#### [THE PROBLEM]
Each line below must be reproduced exactly.

#### [SUPPLIED ENTRIES]
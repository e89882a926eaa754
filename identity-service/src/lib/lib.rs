pub mod config;
pub mod domain;
pub mod inbound;
pub mod outbound;

pub use domain::authentication;
pub use domain::user;
pub use outbound::repositories;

#### [SOLUTION]
repository e89882a926eaa754
filename identity-service/src/lib/lib.rs
pub mod config;
pub mod domain;
pub mod inbound;
pub mod outbound;

pub use domain::authentication;
pub use domain::user;
pub use outbound::repositories;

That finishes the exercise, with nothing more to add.